START TASK INPUTS

//! Aggregator API client.
//!
//! Fetches one catalog record by id: `GET {base}/{id}` with an auth header.
//! The response wraps matches in a `docs` array; the first element is the
//! record, an empty array means the id is unknown.

use thiserror::Error;
use tracing::{debug, instrument};

use crate::http::{FetchClient, FetchError};

use super::Record;

/// Errors from record lookups.
#[derive(Debug, Error)]
pub enum AggregatorError {
    /// The API request failed.
    #[error("aggregator request failed: {0}")]
    Fetch(#[from] FetchError),

    /// The API answered but the id is unknown.
    #[error("record {id} not found in aggregator")]
    NotFound {
        /// The unknown record id.
        id: String,
    },

    /// The API answered with a document the record model cannot read.
    #[error("record {id} has a malformed aggregator document")]
    Malformed {
        /// The record id whose document was unusable.
        id: String,
    },
}

/// Client for the aggregator's item API.
///
/// Borrows the owning worker's [`FetchClient`]; one worker, one client.
#[derive(Debug)]
pub struct AggregatorClient<'a> {
    http: &'a FetchClient,
    base_url: String,
    api_key: String,
}

impl<'a> AggregatorClient<'a> {
    /// Creates a client for the given API base URL and key.
    #[must_use]
    pub fn new(http: &'a FetchClient, base_url: impl Into<String>, api_key: impl Into<String>) -> Self {
        Self {
            http,
            base_url: base_url.into().trim_end_matches('/').to_string(),
            api_key: api_key.into(),
        }
    }

    /// Fetches one record by id.
    ///
    /// # Errors
    ///
    /// Returns [`AggregatorError::NotFound`] for an empty `docs` array,
    /// [`AggregatorError::Malformed`] for an unreadable document, and
    /// [`AggregatorError::Fetch`] for transport failures.
    #[instrument(skip(self), fields(record_id = %id))]
    pub async fn fetch_record(&self, id: &str) -> Result<Record, AggregatorError> {
        let url = format!("{}/{id}", self.base_url);
        let document = self
            .http
            .get_json(&url, &[("Authorization", self.api_key.as_str())])
            .await?;

        let doc = document
            .get("docs")
            .and_then(|docs| docs.as_array())
            .and_then(|docs| docs.first())
            .cloned()
            .ok_or_else(|| AggregatorError::NotFound { id: id.to_string() })?;

        debug!("record document fetched");

        Record::from_document(doc).ok_or_else(|| AggregatorError::Malformed { id: id.to_string() })
    }
}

END TASK INPUTS

_WHAT TO DO_. Repeat all the records. Match each line exactly.

_ANSWER TO THIS TASK_.
//! Aggregator API client.
//!
//! Fetches one catalog record by id: `GET {base}/{id}` with an auth header.
//! The response wraps matches in a `docs` array; the first element is the
//! record, an empty array means the id is unknown.

use thiserror::Error;
use tracing::{debug, instrument};

use crate::http::{FetchClient, FetchError};

use super::Record;

/// Errors from record lookups.
#[derive(Debug, Error)]
pub enum AggregatorError {
    /// The API request failed.
    #[error("aggregator request failed: {0}")]
    Fetch(#[from] FetchError),

    /// The API answered but the id is unknown.
    #[error("record {id} not found in aggregator")]
    NotFound {
        /// The unknown record id.
        id: String,
    },

    /// The API answered with a document the record model cannot read.
    #[error("record {id} has a malformed aggregator document")]
    Malformed {
        /// The record id whose document was unusable.
        id: String,
    },
}

/// Client for the aggregator's item API.
///
/// Borrows the owning worker's [`FetchClient`]; one worker, one client.
#[derive(Debug)]
pub struct AggregatorClient<'a> {
    http: &'a FetchClient,
    base_url: String,
    api_key: String,
}

impl<'a> AggregatorClient<'a> {
    /// Creates a client for the given API base URL and key.
    #[must_use]
    pub fn new(http: &'a FetchClient, base_url: impl Into<String>, api_key: impl Into<String>) -> Self {
        Self {
            http,
            base_url: base_url.into().trim_end_matches('/').to_string(),
            api_key: api_key.into(),
        }
    }

    /// Fetches one record by id.
    ///
    /// # Errors
    ///
    /// Returns [`AggregatorError::NotFound`] for an empty `docs` array,
    /// [`AggregatorError::Malformed`] for an unreadable document, and
    /// [`AggregatorError::Fetch`] for transport failures.
    #[instrument(skip(self), fields(record_id = %id))]
    pub async fn fetch_record(&self, id: &str) -> Result<Record, AggregatorError> {
        let url = format!("{}/{id}", self.base_url);
        let document = self
            .http
            .get_json(&url, &[("Authorization", self.api_key.as_str())])
            .await?;

        let doc = document
            .get("docs")
            .and_then(|docs| docs.as_array())
            .and_then(|docs| docs.first())
            .cloned()
            .ok_or_else(|| AggregatorError::NotFound { id: id.to_string() })?;

        debug!("record document fetched");

        Record::from_document(doc).ok_or_else(|| AggregatorError::Malformed { id: id.to_string() })
    }
}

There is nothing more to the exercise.